_What you need to do_. Search the listing below for the word "sending" and copy each line that holds it.
(Beginning of Data to process)
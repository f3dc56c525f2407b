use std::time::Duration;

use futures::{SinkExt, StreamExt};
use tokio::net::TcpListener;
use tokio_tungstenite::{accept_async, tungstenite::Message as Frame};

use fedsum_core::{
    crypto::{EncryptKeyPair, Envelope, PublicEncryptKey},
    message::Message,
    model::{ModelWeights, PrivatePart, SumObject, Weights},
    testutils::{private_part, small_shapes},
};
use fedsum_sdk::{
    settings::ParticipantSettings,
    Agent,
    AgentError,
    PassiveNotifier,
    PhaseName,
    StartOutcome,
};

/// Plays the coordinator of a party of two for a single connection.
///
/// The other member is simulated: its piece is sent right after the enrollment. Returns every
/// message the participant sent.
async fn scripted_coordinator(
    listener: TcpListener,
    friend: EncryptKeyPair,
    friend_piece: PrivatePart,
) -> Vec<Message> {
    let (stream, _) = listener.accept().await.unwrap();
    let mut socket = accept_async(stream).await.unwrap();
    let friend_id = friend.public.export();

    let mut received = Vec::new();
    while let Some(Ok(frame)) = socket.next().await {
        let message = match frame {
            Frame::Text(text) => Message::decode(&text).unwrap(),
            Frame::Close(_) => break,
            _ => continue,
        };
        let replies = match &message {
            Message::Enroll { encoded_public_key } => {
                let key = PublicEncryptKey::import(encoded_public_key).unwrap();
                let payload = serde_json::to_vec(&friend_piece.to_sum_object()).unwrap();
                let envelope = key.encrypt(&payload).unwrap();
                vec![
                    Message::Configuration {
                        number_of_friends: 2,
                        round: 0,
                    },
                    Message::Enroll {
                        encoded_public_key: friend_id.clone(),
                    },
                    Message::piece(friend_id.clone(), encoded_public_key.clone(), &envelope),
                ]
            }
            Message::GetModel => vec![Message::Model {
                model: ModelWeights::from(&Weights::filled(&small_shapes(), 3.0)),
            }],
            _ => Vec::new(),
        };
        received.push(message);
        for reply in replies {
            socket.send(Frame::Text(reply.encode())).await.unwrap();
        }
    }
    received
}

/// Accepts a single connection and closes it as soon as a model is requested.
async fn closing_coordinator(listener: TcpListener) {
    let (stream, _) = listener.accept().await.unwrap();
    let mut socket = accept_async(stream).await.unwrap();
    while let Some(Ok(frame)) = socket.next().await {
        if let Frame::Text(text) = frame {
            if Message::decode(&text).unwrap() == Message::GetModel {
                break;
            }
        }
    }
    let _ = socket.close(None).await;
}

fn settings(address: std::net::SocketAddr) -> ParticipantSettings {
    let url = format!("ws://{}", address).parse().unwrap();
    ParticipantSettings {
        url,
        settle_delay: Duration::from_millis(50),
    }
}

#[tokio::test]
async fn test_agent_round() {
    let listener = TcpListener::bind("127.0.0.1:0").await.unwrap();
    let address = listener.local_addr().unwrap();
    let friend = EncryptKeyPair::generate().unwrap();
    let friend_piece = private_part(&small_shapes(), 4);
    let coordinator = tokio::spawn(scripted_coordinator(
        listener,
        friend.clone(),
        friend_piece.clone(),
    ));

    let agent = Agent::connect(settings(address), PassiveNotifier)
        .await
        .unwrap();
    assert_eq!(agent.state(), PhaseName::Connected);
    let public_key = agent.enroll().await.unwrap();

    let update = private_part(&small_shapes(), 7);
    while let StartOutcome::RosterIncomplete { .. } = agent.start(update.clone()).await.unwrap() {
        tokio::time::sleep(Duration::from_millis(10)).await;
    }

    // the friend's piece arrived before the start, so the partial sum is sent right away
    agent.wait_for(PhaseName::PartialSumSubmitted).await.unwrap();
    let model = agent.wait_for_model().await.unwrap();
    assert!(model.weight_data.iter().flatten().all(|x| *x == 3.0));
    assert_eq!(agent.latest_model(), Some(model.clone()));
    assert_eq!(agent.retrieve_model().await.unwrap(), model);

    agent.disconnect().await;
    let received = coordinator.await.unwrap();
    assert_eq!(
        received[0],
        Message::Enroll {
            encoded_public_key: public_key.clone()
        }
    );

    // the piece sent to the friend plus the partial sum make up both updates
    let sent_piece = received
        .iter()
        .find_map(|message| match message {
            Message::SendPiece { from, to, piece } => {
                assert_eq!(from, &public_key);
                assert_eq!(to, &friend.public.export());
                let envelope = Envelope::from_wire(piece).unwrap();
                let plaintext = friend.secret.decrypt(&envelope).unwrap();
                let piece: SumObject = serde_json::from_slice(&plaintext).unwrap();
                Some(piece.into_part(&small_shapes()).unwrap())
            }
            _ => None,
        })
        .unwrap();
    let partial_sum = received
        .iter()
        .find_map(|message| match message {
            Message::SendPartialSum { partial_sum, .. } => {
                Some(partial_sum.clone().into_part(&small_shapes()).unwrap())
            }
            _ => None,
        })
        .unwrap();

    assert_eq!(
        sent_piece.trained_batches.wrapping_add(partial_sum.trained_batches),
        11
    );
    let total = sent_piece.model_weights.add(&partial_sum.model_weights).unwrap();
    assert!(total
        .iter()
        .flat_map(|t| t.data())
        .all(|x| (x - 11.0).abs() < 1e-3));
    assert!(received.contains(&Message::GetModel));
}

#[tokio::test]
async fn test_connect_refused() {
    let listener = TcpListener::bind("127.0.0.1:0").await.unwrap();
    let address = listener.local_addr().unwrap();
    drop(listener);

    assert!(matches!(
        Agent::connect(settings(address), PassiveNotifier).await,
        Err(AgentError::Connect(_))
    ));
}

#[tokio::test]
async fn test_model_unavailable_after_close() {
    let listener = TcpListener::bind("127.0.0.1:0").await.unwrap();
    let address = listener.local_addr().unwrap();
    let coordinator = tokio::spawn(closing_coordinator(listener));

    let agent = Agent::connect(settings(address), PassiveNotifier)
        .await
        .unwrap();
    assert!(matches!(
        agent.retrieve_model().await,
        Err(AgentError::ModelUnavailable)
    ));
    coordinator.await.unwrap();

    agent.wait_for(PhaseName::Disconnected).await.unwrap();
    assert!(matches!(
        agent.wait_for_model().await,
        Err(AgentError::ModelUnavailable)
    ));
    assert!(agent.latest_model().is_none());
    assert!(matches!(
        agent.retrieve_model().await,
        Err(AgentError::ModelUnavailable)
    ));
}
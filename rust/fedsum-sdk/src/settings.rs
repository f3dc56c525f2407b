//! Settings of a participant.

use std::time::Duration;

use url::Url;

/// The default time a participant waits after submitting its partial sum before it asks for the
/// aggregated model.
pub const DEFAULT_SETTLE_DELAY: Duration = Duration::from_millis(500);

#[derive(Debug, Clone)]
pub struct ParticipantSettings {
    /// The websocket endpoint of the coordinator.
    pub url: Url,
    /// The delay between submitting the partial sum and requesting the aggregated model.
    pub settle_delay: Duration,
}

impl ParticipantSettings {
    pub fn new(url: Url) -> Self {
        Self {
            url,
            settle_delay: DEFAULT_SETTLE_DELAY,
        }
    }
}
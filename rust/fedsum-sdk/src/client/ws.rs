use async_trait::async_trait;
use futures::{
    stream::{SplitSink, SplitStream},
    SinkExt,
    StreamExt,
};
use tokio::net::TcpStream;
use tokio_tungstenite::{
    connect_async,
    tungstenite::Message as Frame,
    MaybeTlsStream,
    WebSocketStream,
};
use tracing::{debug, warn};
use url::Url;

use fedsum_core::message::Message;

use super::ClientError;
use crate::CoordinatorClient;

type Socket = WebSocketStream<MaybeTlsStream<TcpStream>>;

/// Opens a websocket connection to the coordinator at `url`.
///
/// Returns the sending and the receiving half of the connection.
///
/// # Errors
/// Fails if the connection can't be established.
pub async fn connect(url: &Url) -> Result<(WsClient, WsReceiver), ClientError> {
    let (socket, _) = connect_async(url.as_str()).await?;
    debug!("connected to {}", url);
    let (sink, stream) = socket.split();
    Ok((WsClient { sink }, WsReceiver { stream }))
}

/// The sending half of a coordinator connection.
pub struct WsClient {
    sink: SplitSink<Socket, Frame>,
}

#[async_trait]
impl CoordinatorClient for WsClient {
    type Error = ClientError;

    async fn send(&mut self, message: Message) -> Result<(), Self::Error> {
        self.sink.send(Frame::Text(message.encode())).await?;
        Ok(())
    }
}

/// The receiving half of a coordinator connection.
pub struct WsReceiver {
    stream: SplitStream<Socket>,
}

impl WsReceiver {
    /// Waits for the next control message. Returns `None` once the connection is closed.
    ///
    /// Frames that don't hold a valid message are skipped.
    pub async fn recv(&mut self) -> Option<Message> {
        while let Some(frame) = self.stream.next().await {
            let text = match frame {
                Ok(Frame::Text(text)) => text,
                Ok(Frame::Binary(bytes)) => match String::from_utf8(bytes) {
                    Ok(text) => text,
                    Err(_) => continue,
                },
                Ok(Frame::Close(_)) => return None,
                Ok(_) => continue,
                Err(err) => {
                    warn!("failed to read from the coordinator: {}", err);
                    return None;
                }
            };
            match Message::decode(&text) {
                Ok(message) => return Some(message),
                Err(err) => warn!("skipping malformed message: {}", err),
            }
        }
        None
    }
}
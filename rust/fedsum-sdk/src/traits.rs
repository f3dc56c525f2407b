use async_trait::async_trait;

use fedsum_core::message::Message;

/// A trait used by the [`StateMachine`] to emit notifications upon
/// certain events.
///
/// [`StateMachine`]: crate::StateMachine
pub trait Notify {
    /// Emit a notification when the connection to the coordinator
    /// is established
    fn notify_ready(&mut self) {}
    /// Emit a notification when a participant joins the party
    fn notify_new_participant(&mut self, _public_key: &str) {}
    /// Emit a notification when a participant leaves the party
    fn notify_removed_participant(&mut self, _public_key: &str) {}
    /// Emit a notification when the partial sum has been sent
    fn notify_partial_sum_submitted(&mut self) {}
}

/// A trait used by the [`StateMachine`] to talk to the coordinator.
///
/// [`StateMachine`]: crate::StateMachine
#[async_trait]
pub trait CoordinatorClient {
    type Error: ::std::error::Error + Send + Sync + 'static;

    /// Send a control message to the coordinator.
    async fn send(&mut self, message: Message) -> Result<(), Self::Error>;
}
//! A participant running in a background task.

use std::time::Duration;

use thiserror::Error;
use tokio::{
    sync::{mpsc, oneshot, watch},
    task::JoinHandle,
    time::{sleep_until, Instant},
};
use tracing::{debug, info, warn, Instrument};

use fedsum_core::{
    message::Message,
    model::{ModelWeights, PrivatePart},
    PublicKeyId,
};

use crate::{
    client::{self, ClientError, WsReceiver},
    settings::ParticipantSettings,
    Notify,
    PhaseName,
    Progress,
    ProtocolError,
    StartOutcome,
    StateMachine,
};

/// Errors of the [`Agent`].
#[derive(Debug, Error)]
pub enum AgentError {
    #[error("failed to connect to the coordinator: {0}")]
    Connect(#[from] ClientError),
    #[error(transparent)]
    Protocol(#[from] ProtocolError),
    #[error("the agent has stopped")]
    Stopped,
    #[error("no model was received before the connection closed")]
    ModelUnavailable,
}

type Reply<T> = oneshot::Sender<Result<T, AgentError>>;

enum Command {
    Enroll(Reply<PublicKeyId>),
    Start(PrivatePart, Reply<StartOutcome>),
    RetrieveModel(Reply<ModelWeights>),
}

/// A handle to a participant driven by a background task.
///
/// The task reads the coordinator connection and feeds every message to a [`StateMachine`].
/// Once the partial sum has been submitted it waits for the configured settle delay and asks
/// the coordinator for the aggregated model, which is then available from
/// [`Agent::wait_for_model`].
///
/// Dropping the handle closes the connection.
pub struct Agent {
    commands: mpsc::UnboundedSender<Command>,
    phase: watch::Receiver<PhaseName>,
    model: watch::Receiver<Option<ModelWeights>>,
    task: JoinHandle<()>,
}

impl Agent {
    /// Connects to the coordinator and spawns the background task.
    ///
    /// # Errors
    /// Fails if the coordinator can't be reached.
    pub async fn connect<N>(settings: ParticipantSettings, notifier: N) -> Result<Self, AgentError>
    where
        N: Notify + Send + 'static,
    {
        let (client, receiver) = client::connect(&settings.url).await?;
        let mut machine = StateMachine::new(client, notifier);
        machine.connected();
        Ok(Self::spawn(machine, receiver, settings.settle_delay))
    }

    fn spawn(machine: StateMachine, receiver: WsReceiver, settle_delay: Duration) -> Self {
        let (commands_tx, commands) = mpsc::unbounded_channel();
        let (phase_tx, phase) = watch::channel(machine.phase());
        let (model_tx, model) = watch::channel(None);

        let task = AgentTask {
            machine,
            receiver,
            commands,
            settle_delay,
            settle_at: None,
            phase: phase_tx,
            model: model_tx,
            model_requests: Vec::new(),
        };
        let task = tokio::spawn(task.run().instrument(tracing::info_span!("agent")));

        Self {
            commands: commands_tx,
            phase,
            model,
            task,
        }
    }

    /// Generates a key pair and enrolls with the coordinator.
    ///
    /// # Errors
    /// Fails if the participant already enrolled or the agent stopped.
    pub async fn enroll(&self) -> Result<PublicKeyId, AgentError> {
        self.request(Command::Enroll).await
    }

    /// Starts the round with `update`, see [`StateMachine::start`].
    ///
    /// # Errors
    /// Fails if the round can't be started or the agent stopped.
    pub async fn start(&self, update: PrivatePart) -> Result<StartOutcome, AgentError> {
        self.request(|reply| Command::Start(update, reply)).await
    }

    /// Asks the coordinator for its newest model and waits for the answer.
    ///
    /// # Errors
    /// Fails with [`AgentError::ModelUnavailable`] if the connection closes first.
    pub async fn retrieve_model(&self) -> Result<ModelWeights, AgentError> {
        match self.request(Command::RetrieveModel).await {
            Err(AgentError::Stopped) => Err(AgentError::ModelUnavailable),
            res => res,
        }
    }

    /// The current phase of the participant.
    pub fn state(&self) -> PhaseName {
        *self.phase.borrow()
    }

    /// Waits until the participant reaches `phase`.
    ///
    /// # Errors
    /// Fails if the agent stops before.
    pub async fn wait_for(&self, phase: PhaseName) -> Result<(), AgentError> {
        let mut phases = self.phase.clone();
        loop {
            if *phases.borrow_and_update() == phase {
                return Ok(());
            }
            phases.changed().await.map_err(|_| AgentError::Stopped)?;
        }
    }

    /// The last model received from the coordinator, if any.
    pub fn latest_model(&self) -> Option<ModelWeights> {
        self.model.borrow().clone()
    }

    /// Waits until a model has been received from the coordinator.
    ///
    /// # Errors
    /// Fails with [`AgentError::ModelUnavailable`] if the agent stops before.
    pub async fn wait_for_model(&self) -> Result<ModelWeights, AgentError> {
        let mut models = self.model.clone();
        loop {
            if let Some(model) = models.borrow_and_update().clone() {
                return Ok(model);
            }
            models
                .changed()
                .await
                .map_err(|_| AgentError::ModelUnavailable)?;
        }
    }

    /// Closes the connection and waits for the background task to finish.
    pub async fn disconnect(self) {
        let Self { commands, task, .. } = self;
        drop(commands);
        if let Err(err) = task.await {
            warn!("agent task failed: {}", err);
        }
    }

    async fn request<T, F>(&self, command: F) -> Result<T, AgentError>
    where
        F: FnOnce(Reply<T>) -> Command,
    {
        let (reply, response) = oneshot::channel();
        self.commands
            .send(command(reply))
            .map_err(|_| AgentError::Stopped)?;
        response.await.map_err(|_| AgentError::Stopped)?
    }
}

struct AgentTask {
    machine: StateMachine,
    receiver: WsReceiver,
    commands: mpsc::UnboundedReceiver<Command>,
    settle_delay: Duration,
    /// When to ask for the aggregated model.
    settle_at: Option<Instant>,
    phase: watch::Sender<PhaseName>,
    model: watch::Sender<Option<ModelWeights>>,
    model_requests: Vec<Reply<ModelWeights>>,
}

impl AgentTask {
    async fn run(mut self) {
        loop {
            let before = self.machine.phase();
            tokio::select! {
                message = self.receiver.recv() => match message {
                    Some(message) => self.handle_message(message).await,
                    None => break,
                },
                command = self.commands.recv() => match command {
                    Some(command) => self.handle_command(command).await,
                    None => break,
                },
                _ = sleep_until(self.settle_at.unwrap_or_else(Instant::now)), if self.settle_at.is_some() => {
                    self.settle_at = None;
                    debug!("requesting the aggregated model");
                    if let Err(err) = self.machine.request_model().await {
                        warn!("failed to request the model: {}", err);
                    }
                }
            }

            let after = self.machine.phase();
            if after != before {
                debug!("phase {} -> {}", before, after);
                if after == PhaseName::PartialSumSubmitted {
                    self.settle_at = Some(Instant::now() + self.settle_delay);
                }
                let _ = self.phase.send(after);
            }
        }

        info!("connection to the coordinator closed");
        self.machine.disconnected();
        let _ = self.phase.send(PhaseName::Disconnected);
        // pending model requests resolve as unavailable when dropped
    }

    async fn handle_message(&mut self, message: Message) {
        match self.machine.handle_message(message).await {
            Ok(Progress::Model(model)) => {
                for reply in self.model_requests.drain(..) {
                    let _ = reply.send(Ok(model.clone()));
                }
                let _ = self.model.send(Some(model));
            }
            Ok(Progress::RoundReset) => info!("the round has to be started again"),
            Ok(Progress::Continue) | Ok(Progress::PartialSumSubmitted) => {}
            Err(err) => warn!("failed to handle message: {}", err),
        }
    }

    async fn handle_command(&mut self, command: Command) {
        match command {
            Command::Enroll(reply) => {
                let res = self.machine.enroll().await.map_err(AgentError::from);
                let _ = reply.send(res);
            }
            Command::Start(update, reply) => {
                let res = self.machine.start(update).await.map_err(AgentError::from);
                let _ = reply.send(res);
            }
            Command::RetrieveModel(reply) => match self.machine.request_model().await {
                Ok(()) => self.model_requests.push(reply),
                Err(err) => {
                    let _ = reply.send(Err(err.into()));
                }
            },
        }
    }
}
(End of Data to process)
_Written response_.
/// Returns the sending and the receiving half of the connection.
/// The sending half of a coordinator connection.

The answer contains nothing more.